The picture was a lighting challenge on another forum I'm on. Single off-camera speedlite well to the right, silver projector screen on the left as a reflector, black side of reflectors behind and to the left of the table to remove wall reflection. The "grit" on the table is actually the flash reflected in the rough woodgrain.





The Voigtlanders were my dad's cameras, both purchased brand new.

He gave me the Vitessa in 1979 when I begged and begged and begged for something for Christmas that was better than my Instamatic. He handed it to me with a light meter, advised me to shoot Kodachrome, and left me to it!

The Ultramatic was an amazing piece of kit. Shutter-priority or manual, leaf shutter, interchangeable lenses (I have the 50-f;2, the 35-f:4, and the 135-f:4,) and except for the self-powered light meter, not a single electron flowed through it anywhere!

The T90 was something I salivated over, being an AE-1 owner at the time.

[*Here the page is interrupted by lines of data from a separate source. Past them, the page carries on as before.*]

//! Error handling for mathtext conversions
//!
//! Conversion itself never fails; problems it works around are reported as
//! [`ConversionWarning`]s. [`ConversionError`] covers the edges: invalid
//! options and I/O in the command-line front end.

use std::fmt;

/// Conversion error type
#[derive(Debug, Clone)]
pub enum ConversionError {
    /// Invalid input or options
    InvalidInput { message: String },
    /// IO error (for file operations)
    IoError { message: String },
}

impl fmt::Display for ConversionError {
    fn fmt(&self, f: &mut fmt::Formatter<'_>) -> fmt::Result {
        match self {
            ConversionError::InvalidInput { message } => {
                write!(f, "Invalid input: {}", message)
            }
            ConversionError::IoError { message } => {
                write!(f, "IO error: {}", message)
            }
        }
    }
}

impl std::error::Error for ConversionError {}

impl From<std::io::Error> for ConversionError {
    fn from(err: std::io::Error) -> Self {
        ConversionError::IoError {
            message: err.to_string(),
        }
    }
}

impl ConversionError {
    pub fn invalid(message: impl Into<String>) -> Self {
        ConversionError::InvalidInput {
            message: message.into(),
        }
    }
}

/// Result type for fallible operations around conversion
pub type ConversionResult<T> = Result<T, ConversionError>;

/// Conversion warnings (non-fatal issues)
#[derive(Debug, Clone, PartialEq, Eq)]
pub struct ConversionWarning {
    /// Name of the stage that raised the warning
    pub stage: &'static str,
    pub message: String,
    pub suggestion: Option<String>,
}

impl ConversionWarning {
    pub fn new(stage: &'static str, message: impl Into<String>) -> Self {
        Self {
            stage,
            message: message.into(),
            suggestion: None,
        }
    }

    pub fn with_suggestion(mut self, suggestion: impl Into<String>) -> Self {
        self.suggestion = Some(suggestion.into());
        self
    }
}

impl fmt::Display for ConversionWarning {
    fn fmt(&self, f: &mut fmt::Formatter<'_>) -> fmt::Result {
        write!(f, "Warning [{}]: {}", self.stage, self.message)?;
        if let Some(ref sug) = self.suggestion {
            write!(f, " ({})", sug)?;
        }
        Ok(())
    }
}

/// Conversion output with optional warnings
#[derive(Debug, Clone)]
pub struct ConversionOutput {
    /// The converted content
    pub content: String,
    /// Any warnings generated during conversion
    pub warnings: Vec<ConversionWarning>,
}

impl ConversionOutput {
    pub fn with_warnings(content: String, warnings: Vec<ConversionWarning>) -> Self {
        Self { content, warnings }
    }

    pub fn has_warnings(&self) -> bool {
        !self.warnings.is_empty()
    }
}

#[cfg(test)]
mod tests {
    use super::*;

    #[test]
    fn test_invalid_input_display() {
        let err = ConversionError::invalid("max_fraction_passes must be at least 1");
        let msg = err.to_string();
        assert!(msg.contains("Invalid input"));
        assert!(msg.contains("max_fraction_passes"));
    }

    #[test]
    fn test_io_error_conversion() {
        let io = std::io::Error::new(std::io::ErrorKind::NotFound, "missing.tex");
        let err: ConversionError = io.into();
        assert!(err.to_string().starts_with("IO error"));
    }

    #[test]
    fn test_warning_display() {
        let warning = ConversionWarning::new("cleanup", "unrecognized command \\foo")
            .with_suggestion("emitted as plain text");
        assert_eq!(
            warning.to_string(),
            "Warning [cleanup]: unrecognized command \\foo (emitted as plain text)"
        );
    }

    #[test]
    fn test_conversion_output() {
        let output = ConversionOutput::with_warnings("hello".to_string(), Vec::new());
        assert!(!output.has_warnings());

        let output_with_warn = ConversionOutput::with_warnings(
            "hello".to_string(),
            vec![ConversionWarning::new("fraction", "test warning")],
        );
        assert!(output_with_warn.has_warnings());
    }
}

But who could spend 1100 bucks on a camera?!??!!!! I got this one on eBay and used it occasionally for a couple of years until something happened that ate a shutter blade. I might pick up another one someday.....

The F4 is just incredible. Works perfectly, feels great in the hand, full-featured and fully functional, and less than 150 bucks these days! A dial or button for everything, and everything on its own button or dial. No menus and no multi-function knobs. Will mount any F-mount lens in existence, non-AI, AI, AF, AF-D, all the way up to modern G lenses, and works with them as any camera made for them would have worked. (A pre-AI 50mm f:1.4 is mounted here.) Metering, AF, auto modes, everything.

The Vitessa and the F4 each get a roll of Velvia every now and then, just for old times' sake!


----------



## minicoop1985

Here's my collection as it stands, sans Leica Mini I can't find.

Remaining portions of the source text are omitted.